VALLIERE: Yes. I mean, that can't happen. And I give Trump some credit because he promised during the campaign that he would not cut Medicare and Social Security, and he did not in this budget. But unless you're willing to take on those two entitlements you're never going to get close to a balanced budget.
BRIGGS: Yes. Some of these cuts, not just right for congressional Democrats but also for late-night comedians.
BRIGGS: Here's how Seth Meyers' take on his cuts were last night.
(BEGIN VIDEO CLIP)
SETH MEYERS, HOST, NBC "LATE NIGHT WITH SETH MEYERS": Meals on Wheels? Meals on Wheels? How dead inside do you have to be to not want old people to get food? Your heart is so small it makes your tiny hands look like catcher mitts. There's nothing more low-life than lying to the elderly.
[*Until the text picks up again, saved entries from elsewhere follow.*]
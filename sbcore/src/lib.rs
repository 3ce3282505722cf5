pub mod collection;
pub mod identity;
pub mod presence;
pub mod pubsub;
pub mod resource;
pub mod session;
pub mod stanza;
pub mod types;
//! Keyed, insertion-ordered entity collections and the create/update/delete
//! batch algorithm shared by calls, queues, queue calls and colleagues.
//!
//! All three operations match by id. A raw item without an id is dropped with
//! a warning and never prevents its siblings in the same batch from applying.

use indexmap::IndexMap;
use log::warn;
use thiserror::Error;

#[derive(Debug, Clone, PartialEq, Eq, Error)]
pub enum SyncError {
    #[error("{kind} item is missing an id")]
    MissingId { kind: &'static str },
}

/// A parsed, untyped item from an inbound event batch.
pub trait RawItem {
    /// Used in diagnostics only.
    const KIND: &'static str;

    fn id(&self) -> Option<&str>;

    fn checked_id(&self) -> Result<&str, SyncError> {
        match self.id() {
            Some(id) if !id.is_empty() => Ok(id),
            _ => Err(SyncError::MissingId { kind: Self::KIND }),
        }
    }
}

/// A server-synchronized object mirrored locally by id.
pub trait Entity: Sized {
    type Raw: RawItem;

    fn id(&self) -> &str;

    fn from_raw(raw: Self::Raw) -> Self;

    /// Mutates the entity in place; identity never changes.
    fn update_from_raw(&mut self, raw: Self::Raw);
}

#[derive(Debug, Clone)]
pub struct EntityCollection<T> {
    items: IndexMap<String, T>,
}

impl<T> Default for EntityCollection<T> {
    fn default() -> Self {
        Self {
            items: IndexMap::new(),
        }
    }
}

impl<T: Entity> EntityCollection<T> {
    pub fn new() -> Self {
        Self::default()
    }

    /// Builds a collection from a full snapshot; later duplicates are ignored.
    pub fn from_raw_items(items: impl IntoIterator<Item = T::Raw>) -> Self {
        let mut collection = Self::new();
        collection.apply_create(items);
        collection
    }

    pub fn len(&self) -> usize {
        self.items.len()
    }

    pub fn is_empty(&self) -> bool {
        self.items.is_empty()
    }

    pub fn contains(&self, id: &str) -> bool {
        self.items.contains_key(id)
    }

    pub fn get(&self, id: &str) -> Option<&T> {
        self.items.get(id)
    }

    pub fn get_mut(&mut self, id: &str) -> Option<&mut T> {
        self.items.get_mut(id)
    }

    pub fn find(&self, mut predicate: impl FnMut(&T) -> bool) -> Option<&T> {
        self.items.values().find(|entity| predicate(entity))
    }

    pub fn find_mut(&mut self, mut predicate: impl FnMut(&T) -> bool) -> Option<&mut T> {
        self.items.values_mut().find(|entity| predicate(entity))
    }

    pub fn iter(&self) -> impl Iterator<Item = &T> {
        self.items.values()
    }

    pub fn iter_mut(&mut self) -> impl Iterator<Item = &mut T> {
        self.items.values_mut()
    }

    pub fn ids(&self) -> Vec<String> {
        self.items.keys().cloned().collect()
    }

    /// Appends a locally created entity (e.g. after an originate). Returns
    /// `false` and leaves the collection untouched if the id already exists.
    pub fn insert(&mut self, entity: T) -> bool {
        if self.items.contains_key(entity.id()) {
            return false;
        }
        self.items.insert(entity.id().to_string(), entity);
        true
    }

    /// Removes one entity by id, keeping the order of the rest.
    pub fn remove(&mut self, id: &str) -> Option<T> {
        self.items.shift_remove(id)
    }

    /// Removes everything, preserving order in the returned list.
    pub fn drain(&mut self) -> Vec<T> {
        self.items.drain(..).map(|(_, entity)| entity).collect()
    }

    /// Applies a `create` batch with [`Entity::from_raw`].
    ///
    /// Returns the ids genuinely added, in order. Duplicates of existing ids
    /// (or of earlier items in the same batch) are skipped.
    pub fn apply_create(&mut self, items: impl IntoIterator<Item = T::Raw>) -> Vec<String> {
        self.apply_create_with(items, T::from_raw)
    }

    /// Like [`apply_create`](Self::apply_create) with a custom constructor.
    pub fn apply_create_with(
        &mut self,
        items: impl IntoIterator<Item = T::Raw>,
        mut build: impl FnMut(T::Raw) -> T,
    ) -> Vec<String> {
        let mut added = Vec::new();
        for raw in items {
            let id = match raw.checked_id() {
                Ok(id) => id.to_string(),
                Err(e) => {
                    warn!(target: "Sync", "Dropping create item: {e}");
                    continue;
                }
            };
            if self.items.contains_key(&id) {
                continue;
            }
            let entity = build(raw);
            self.items.insert(id.clone(), entity);
            added.push(id);
        }
        added
    }

    /// Applies an `update` batch with [`Entity::update_from_raw`].
    ///
    /// Returns the ids that matched, one per matched item. Items for unknown
    /// ids are dropped: an update is never an implicit create.
    pub fn apply_update(&mut self, items: impl IntoIterator<Item = T::Raw>) -> Vec<String> {
        self.apply_update_with(items, |entity, raw| {
            entity.update_from_raw(raw);
            entity.id().to_string()
        })
    }

    /// Like [`apply_update`](Self::apply_update), handing each matched entity
    /// and its raw item to `update`, which performs the mutation and any
    /// dependent invalidation itself.
    pub fn apply_update_with<R>(
        &mut self,
        items: impl IntoIterator<Item = T::Raw>,
        mut update: impl FnMut(&mut T, T::Raw) -> R,
    ) -> Vec<R> {
        let mut updated = Vec::new();
        for raw in items {
            let id = match raw.checked_id() {
                Ok(id) => id.to_string(),
                Err(e) => {
                    warn!(target: "Sync", "Dropping update item: {e}");
                    continue;
                }
            };
            match self.items.get_mut(&id) {
                Some(entity) => updated.push(update(entity, raw)),
                None => {
                    log::debug!(
                        target: "Sync",
                        "Update for unknown {} '{id}' ignored", T::Raw::KIND
                    );
                }
            }
        }
        updated
    }

    /// Applies a `delete` batch, returning the removed entities paired with the
    /// raw item that removed them. Unknown ids are no-ops.
    pub fn apply_delete(&mut self, items: impl IntoIterator<Item = T::Raw>) -> Vec<(T, T::Raw)> {
        let mut removed = Vec::new();
        for raw in items {
            let id = match raw.checked_id() {
                Ok(id) => id.to_string(),
                Err(e) => {
                    warn!(target: "Sync", "Dropping delete item: {e}");
                    continue;
                }
            };
            if let Some(entity) = self.items.shift_remove(&id) {
                removed.push((entity, raw));
            }
        }
        removed
    }
}

#[cfg(test)]
mod tests {
    use super::*;

    #[derive(Debug, Clone, PartialEq)]
    struct RawThing {
        id: Option<String>,
        value: String,
    }

    impl RawItem for RawThing {
        const KIND: &'static str = "thing";

        fn id(&self) -> Option<&str> {
            self.id.as_deref()
        }
    }

    #[derive(Debug, Clone, PartialEq)]
    struct Thing {
        id: String,
        value: String,
        updates: u32,
    }

    impl Entity for Thing {
        type Raw = RawThing;

        fn id(&self) -> &str {
            &self.id
        }

        fn from_raw(raw: RawThing) -> Self {
            Self {
                id: raw.id.unwrap_or_default(),
                value: raw.value,
                updates: 0,
            }
        }

        fn update_from_raw(&mut self, raw: RawThing) {
            self.value = raw.value;
            self.updates += 1;
        }
    }

    fn raw(id: &str, value: &str) -> RawThing {
        RawThing {
            id: Some(id.to_string()),
            value: value.to_string(),
        }
    }

    fn values(collection: &EntityCollection<Thing>) -> Vec<(String, String)> {
        collection
            .iter()
            .map(|t| (t.id.clone(), t.value.clone()))
            .collect()
    }

    #[test]
    fn test_create_is_idempotent_under_redelivery() {
        let batch = vec![raw("1", "a"), raw("2", "b")];
        let mut collection = EntityCollection::<Thing>::new();

        let added = collection.apply_create(batch.clone());
        assert_eq!(added, vec!["1", "2"]);
        let once = values(&collection);

        let added_again = collection.apply_create(batch);
        assert!(added_again.is_empty());
        assert_eq!(values(&collection), once);
    }

    #[test]
    fn test_create_skips_duplicates_within_batch() {
        let mut collection = EntityCollection::<Thing>::new();
        let added = collection.apply_create(vec![raw("1", "a"), raw("1", "b")]);
        assert_eq!(added, vec!["1"]);
        assert_eq!(collection.get("1").unwrap().value, "a");
    }

    #[test]
    fn test_malformed_item_does_not_block_siblings() {
        let mut collection = EntityCollection::<Thing>::new();
        let batch = vec![
            raw("1", "a"),
            RawThing {
                id: None,
                value: "broken".into(),
            },
            RawThing {
                id: Some(String::new()),
                value: "empty".into(),
            },
            raw("2", "b"),
        ];
        let added = collection.apply_create(batch);
        assert_eq!(added, vec!["1", "2"]);
    }

    #[test]
    fn test_update_mutates_in_place_and_drops_unknown() {
        let mut collection = EntityCollection::<Thing>::from_raw_items(vec![raw("1", "a")]);
        let updated = collection.apply_update(vec![raw("1", "A"), raw("9", "ghost")]);

        assert_eq!(updated, vec!["1"]);
        assert_eq!(collection.len(), 1);
        let thing = collection.get("1").unwrap();
        assert_eq!(thing.value, "A");
        assert_eq!(thing.updates, 1);
        assert!(!collection.contains("9"));
    }

    #[test]
    fn test_delete_partitions_by_id_and_keeps_order() {
        let mut collection = EntityCollection::<Thing>::from_raw_items(vec![
            raw("1", "a"),
            raw("2", "b"),
            raw("3", "c"),
        ]);
        let removed = collection.apply_delete(vec![raw("2", ""), raw("7", "")]);

        assert_eq!(removed.len(), 1);
        assert_eq!(removed[0].0.id, "2");
        assert_eq!(collection.ids(), vec!["1", "3"]);

        assert_eq!(collection.remove("1").unwrap().value, "a");
        assert!(collection.remove("1").is_none());
        assert_eq!(collection.ids(), vec!["3"]);
    }

    #[test]
    fn test_insert_rejects_existing_id() {
        let mut collection = EntityCollection::<Thing>::from_raw_items(vec![raw("1", "a")]);
        assert!(!collection.insert(Thing::from_raw(raw("1", "z"))));
        assert!(collection.insert(Thing::from_raw(raw("2", "b"))));
        assert_eq!(collection.get("1").unwrap().value, "a");
    }

    #[test]
    fn test_drain_empties_in_order() {
        let mut collection =
            EntityCollection::<Thing>::from_raw_items(vec![raw("1", "a"), raw("2", "b")]);
        let drained = collection.drain();
        assert!(collection.is_empty());
        assert_eq!(drained.iter().map(|t| t.id.as_str()).collect::<Vec<_>>(), ["1", "2"]);
    }
}
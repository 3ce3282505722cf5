use crate::collection::{Entity, RawItem};
use crate::stanza::Stanza;
use serde::Serialize;

/// A vCard-like `key`/`type`/`value` triple.
#[derive(Debug, Clone, PartialEq, Eq, Serialize)]
pub struct ContactProperty {
    pub key: String,
    pub kind: Option<String>,
    pub value: String,
}

#[derive(Debug, Clone, PartialEq, Default)]
pub struct RawColleague {
    pub id: Option<String>,
    pub jid: Option<String>,
    pub extension: Option<String>,
    pub group: Option<String>,
    pub properties: Vec<ContactProperty>,
}

impl RawItem for RawColleague {
    const KIND: &'static str = "colleague";

    fn id(&self) -> Option<&str> {
        self.id.as_deref()
    }
}

impl RawColleague {
    pub fn from_stanza(node: &Stanza) -> Self {
        Self {
            id: node.attr("id").map(str::to_string),
            jid: node.attr("jid").map(str::to_string),
            extension: node.attr("extension").map(str::to_string),
            group: node.attr("group").map(str::to_string),
            properties: node
                .descendants("property")
                .into_iter()
                .filter_map(|p| {
                    Some(ContactProperty {
                        key: p.attr("key")?.to_string(),
                        kind: p.attr("type").map(str::to_string),
                        value: p.text().unwrap_or_default().to_string(),
                    })
                })
                .collect(),
        }
    }

    pub fn parse_all(parent: &Stanza) -> Vec<Self> {
        parent
            .descendants("colleague")
            .into_iter()
            .map(Self::from_stanza)
            .collect()
    }
}

#[derive(Debug, Clone, PartialEq, Serialize)]
pub struct Colleague {
    pub id: String,
    /// Bare address presence stanzas arrive from.
    pub jid: String,
    pub extension: String,
    pub group: Option<String>,
    pub properties: Vec<ContactProperty>,
}

impl Colleague {
    pub fn property(&self, key: &str) -> Option<&str> {
        self.properties
            .iter()
            .find(|p| p.key == key)
            .map(|p| p.value.as_str())
    }

    /// `"FN <TEL>"`, falling back to whichever is present, then the extension.
    pub fn display_name(&self) -> String {
        let tel: Vec<&str> = self
            .properties
            .iter()
            .filter(|p| p.key == "TEL")
            .map(|p| p.value.as_str())
            .collect();
        let tel = tel.join(", ");
        match (self.property("FN"), tel.is_empty()) {
            (Some(name), false) => format!("{name} <{tel}>"),
            (Some(name), true) => name.to_string(),
            (None, false) => tel,
            (None, true) => self.extension.clone(),
        }
    }
}

impl Entity for Colleague {
    type Raw = RawColleague;

    fn id(&self) -> &str {
        &self.id
    }

    fn from_raw(raw: RawColleague) -> Self {
        Self {
            id: raw.id.unwrap_or_default(),
            jid: raw.jid.unwrap_or_default(),
            extension: raw.extension.unwrap_or_default(),
            group: raw.group,
            properties: raw.properties,
        }
    }

    fn update_from_raw(&mut self, raw: RawColleague) {
        if let Some(jid) = raw.jid {
            self.jid = jid;
        }
        if let Some(extension) = raw.extension {
            self.extension = extension;
        }
        self.group = raw.group;
        self.properties = raw.properties;
    }
}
You should know that, you're 70. Don't you hate it when people lie to you and say things I'll try to make it down next week? It's just -- I'm on Kayak and there are just no flights.
(END VIDEO CLIP)
BRIGGS: Boy, late-night comedians are --
BRIGGS: -- in their glory day right now. But, largely, in terms of the narrative, once this gets to Congress how will these priorities be followed or be completely changed once they produce their own budget?
VALLIERE: Well, everyone from Marco Rubio on has said in the last 24 hours they're going to write the budget and they're going to make it their own. And, you know, you've got to say, Meals on Wheels could become the metaphor for bad branding. Here's this genius at branding and he's going to cut Meals on Wheels. I think in the Reagan administration they tried to label Ketchup as a vegetable or --
VALLIERE: -- cut Big Bird. I mean, sometimes there are things that sound innocuous that become sort of symbolic of what they're trying to do, so he's going to suffer defeat on that. Meanwhile guys, the story the markets really care about, tax reform --
VALLIERE: -- is nowhere to be seen.
ROMANS: You don't think so? I mean, I was hearing whispers of maybe they were trying to do corporate tax reform first --
ROMANS: -- and they do middle-class later --
ROMANS: -- which I think would be politically very difficult because that's --
ROMANS: -- going to look a giveaway to banks and rich people.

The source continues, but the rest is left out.